Les beaux gosses à la caisse

Nicolas Capart Publié le - Mis à jour le

Société

Au Japon, un économiste illuminé croit avoir trouvé une parade pour pallier au célibat de ses compatriotes de la gent masculine


TOKYO Chers camarades masculins qui endurez l'œil hagard un célibat qui vous ronge depuis trop longtemps, si vous pensiez être mal lotis sous nos latitudes, le cœur froid et solitaire, sachez que d'autres de l'autre côté du globe mènent une existence bien plus misérable encore que la vôtre. Au pays du soleil levant, ces messieurs sont trop nombreux face aux demoiselles et subissent par conséquent la loi implacable de dames triant sans scrupule les hommes sur le volet. Un constat qui a fait germer cette idée saugrenue dans l'esprit du sieur Takuri Morinaga...

Pour cet économiste de l'université de Dokkyo, l'équation est simple: pour contrer le fléau du célibat des hommes japonais, il faut davantage taxer ceux d'entre-eux qui sont beaux et réduire du même coup l'impôt payé par les moches. Car c'est là que le bât blesse d'après lui. Même si un homme beau et moyennement fortuné ne rencontre aucune difficulté à se marier au Japon, la moitié des trentenaires y demeure célibataire, car les Japonaises cherchent un compagnon gagnant au moins deux fois plus qu'elles.
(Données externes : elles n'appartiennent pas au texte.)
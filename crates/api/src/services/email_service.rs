use html_escape::encode_text;
use serde_json::json;
use thiserror::Error;
use tracing::info;

#[derive(Debug, Error)]
pub enum EmailError {
    #[error("Network error: {0}")]
    Network(String),
    #[error("API error (status {status}): {body}")]
    ApiError { status: u16, body: String },
}

#[derive(Clone)]
pub struct EmailConfig {
    pub scw_secret_key: String,
    pub scw_project_id: String,
    pub scw_region: String,
    pub sender_email: String,
    pub sender_name: String,
    pub frontend_base_url: String,
}

impl EmailConfig {
    /// `None` when the transactional email credentials are not configured.
    pub fn from_env() -> Option<Self> {
        let scw_secret_key = std::env::var("SCW_SECRET_KEY").ok()?;
        let scw_project_id = std::env::var("SCW_DEFAULT_PROJECT_ID").ok()?;
        let sender_email = std::env::var("SCW_SENDER_EMAIL").ok()?;

        Some(Self {
            scw_secret_key,
            scw_project_id,
            scw_region: std::env::var("SCW_REGION").unwrap_or_else(|_| "fr-par".to_string()),
            sender_email,
            sender_name: std::env::var("SCW_SENDER_NAME")
                .unwrap_or_else(|_| "Jogging Tour".to_string()),
            frontend_base_url: std::env::var("FRONTEND_BASE_URL")
                .unwrap_or_else(|_| "http://localhost:4200".to_string()),
        })
    }
}

#[derive(Clone, Copy, Debug, Default, PartialEq, Eq)]
pub enum Locale {
    #[default]
    Nl,
    En,
}

impl Locale {
    pub fn from_str_lossy(s: &str) -> Self {
        match s.get(..2).unwrap_or("nl") {
            "en" => Self::En,
            _ => Self::Nl,
        }
    }
}

struct Texts {
    hi: &'static str,
    reset_subject: &'static str,
    reset_body: &'static str,
    reset_cta: &'static str,
    reset_disclaimer: &'static str,
    confirm_subject: &'static str,
    confirm_body: &'static str,
    confirm_cta: &'static str,
}

fn texts(locale: Locale) -> &'static Texts {
    match locale {
        Locale::Nl => &TEXTS_NL,
        Locale::En => &TEXTS_EN,
    }
}

static TEXTS_NL: Texts = Texts {
    hi: "Hallo",
    reset_subject: "Wachtwoord opnieuw instellen",
    reset_body: "We ontvingen een aanvraag om je wachtwoord opnieuw in te stellen. Gebruik de knop hieronder om een nieuw wachtwoord te kiezen:",
    reset_cta: "Nieuw wachtwoord kiezen",
    reset_disclaimer: "Deze link is 1 uur geldig. Heb je niets aangevraagd, dan mag je deze e-mail negeren.",
    confirm_subject: "Bevestig je e-mailadres",
    confirm_body: "Bevestig je e-mailadres om je inschrijvingen en uitslagen te kunnen volgen:",
    confirm_cta: "E-mailadres bevestigen",
};

static TEXTS_EN: Texts = Texts {
    hi: "Hi",
    reset_subject: "Reset your password",
    reset_body: "We received a request to reset your password. Use the button below to choose a new one:",
    reset_cta: "Choose a new password",
    reset_disclaimer: "This link expires in 1 hour. If you did not request a reset you can ignore this email.",
    confirm_subject: "Confirm your email address",
    confirm_body: "Confirm your email address to follow your registrations and results:",
    confirm_cta: "Confirm email address",
};

fn layout(heading: &str, body_html: &str) -> String {
    format!(
        r#"<!DOCTYPE html>
<html>
<head><meta charset="utf-8"><title>{heading}</title></head>
<body style="margin:0;padding:32px 16px;background-color:#f4f6f8;font-family:Arial,Helvetica,sans-serif;color:#1f2933;">
<table role="presentation" width="560" cellpadding="0" cellspacing="0" border="0" style="max-width:560px;margin:0 auto;background-color:#ffffff;border-radius:6px;">
<tr><td style="padding:32px 40px 8px;"><h1 style="margin:0;font-size:22px;color:#0b7a3b;">{heading}</h1></td></tr>
<tr><td style="padding:16px 40px 32px;">{body_html}</td></tr>
</table>
</body>
</html>"#
    )
}

fn paragraph(text: &str) -> String {
    format!(r#"<p style="margin:0 0 16px;font-size:15px;line-height:1.6;">{text}</p>"#)
}

fn button(href: &str, label: &str) -> String {
    format!(
        r#"<p style="margin:8px 0 20px;"><a href="{href}" target="_blank" style="display:inline-block;padding:12px 32px;background-color:#0b7a3b;color:#ffffff;text-decoration:none;border-radius:4px;font-weight:bold;">{label}</a></p>"#
    )
}

#[derive(Clone)]
pub struct EmailService {
    config: EmailConfig,
    client: reqwest::Client,
}

impl EmailService {
    pub fn new(config: EmailConfig) -> Self {
        Self {
            config,
            client: reqwest::Client::new(),
        }
    }

    pub fn reset_link(&self, email: &str, token: &str) -> String {
        format!(
            "{}/reset-password?email={}&token={}",
            self.config.frontend_base_url,
            encode_query(email),
            token
        )
    }

    pub fn confirm_link(&self, token: &str) -> String {
        format!("{}/confirm-email?token={}", self.config.frontend_base_url, token)
    }

    async fn send_email(
        &self,
        to_email: &str,
        to_name: &str,
        subject: &str,
        html: &str,
        text: &str,
    ) -> Result<(), EmailError> {
        let url = format!(
            "https://api.scaleway.com/transactional-email/v1alpha1/regions/{}/emails",
            self.config.scw_region
        );

        let body = json!({
            "from": {
                "email": self.config.sender_email,
                "name": self.config.sender_name,
            },
            "to": [{
                "email": to_email,
                "name": to_name,
            }],
            "subject": subject,
            "html": html,
            "text": text,
            "project_id": self.config.scw_project_id,
        });

        let response = self
            .client
            .post(&url)
            .header("X-Auth-Token", &self.config.scw_secret_key)
            .json(&body)
            .send()
            .await
            .map_err(|e| EmailError::Network(e.to_string()))?;

        if !response.status().is_success() {
            let status = response.status().as_u16();
            let body = response.text().await.unwrap_or_default();
            return Err(EmailError::ApiError { status, body });
        }

        info!("Email sent to {} ({})", to_email, subject);
        Ok(())
    }

    pub async fn send_password_reset(
        &self,
        to_email: &str,
        to_name: &str,
        reset_token: &str,
        locale: Locale,
    ) -> Result<(), EmailError> {
        let t = texts(locale);
        let link = self.reset_link(to_email, reset_token);
        let (html, text) = render(
            t.hi,
            to_name,
            t.reset_subject,
            t.reset_body,
            t.reset_cta,
            &link,
            Some(t.reset_disclaimer),
        );
        self.send_email(to_email, to_name, t.reset_subject, &html, &text)
            .await
    }

    pub async fn send_email_confirmation(
        &self,
        to_email: &str,
        to_name: &str,
        confirm_token: &str,
        locale: Locale,
    ) -> Result<(), EmailError> {
        let t = texts(locale);
        let link = self.confirm_link(confirm_token);
        let (html, text) = render(
            t.hi,
            to_name,
            t.confirm_subject,
            t.confirm_body,
            t.confirm_cta,
            &link,
            None,
        );
        self.send_email(to_email, to_name, t.confirm_subject, &html, &text)
            .await
    }
}

fn render(
    hi: &str,
    to_name: &str,
    heading: &str,
    body: &str,
    cta: &str,
    link: &str,
    disclaimer: Option<&str>,
) -> (String, String) {
    let safe_name = encode_text(to_name);
    let safe_link = encode_text(link);

    let mut body_html = format!(
        "{}{}{}",
        paragraph(&format!("{} {},", hi, safe_name)),
        paragraph(body),
        button(&safe_link, cta),
    );
    if let Some(disclaimer) = disclaimer {
        body_html.push_str(&paragraph(disclaimer));
    }

    let mut text = format!("{} {},\n\n{}\n\n{}: {}", hi, to_name, body, cta, link);
    if let Some(disclaimer) = disclaimer {
        text.push_str("\n\n");
        text.push_str(disclaimer);
    }

    (layout(heading, &body_html), text)
}

fn encode_query(value: &str) -> String {
    value
        .bytes()
        .map(|b| match b {
            b'A'..=b'Z' | b'a'..=b'z' | b'0'..=b'9' | b'-' | b'_' | b'.' | b'~' => {
                (b as char).to_string()
            }
            other => format!("%{:02X}", other),
        })
        .collect()
}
Avec un système d'imposition revu et corrigé, Tahuri Morinaga espère changer la donne et offrir une chance à ses congénères au physique ingrat d'eux aussi convoler. L'économiste a tout prévu... Un comité de la beauté se réunirait ponctuellement pour classer les hommes en quatre catégories: les beaux, les normaux, les moyennement laids et les très laids. La taxation serait ensuite fonction de cette segmentation: les beaux seraient taxés à 100% tandis que que les très laids bénéficieraient d'une réduction de 20%. De la sorte, il deviendrait possible de conserver un salaire suffisamment attrayant pour attirer les belles dans ses filets.

Amis à nez crochu, à vilaine peau, à barbe rousse, à mauvaise haleine, à morphologie d'asperge, aux cheveux secs ou au strabisme peu élégant, si vous êtes moches mais lourdement diplômés et copieusement rémunérés, vous pouvez désormais rêver d'amour et d'idylles asiatiques. On pense à vous là-bas. Quant aux bellâtres, tremblez, même en Europe... En ces temps de crise, la parole d'un économiste fait rapidement le tour du globe.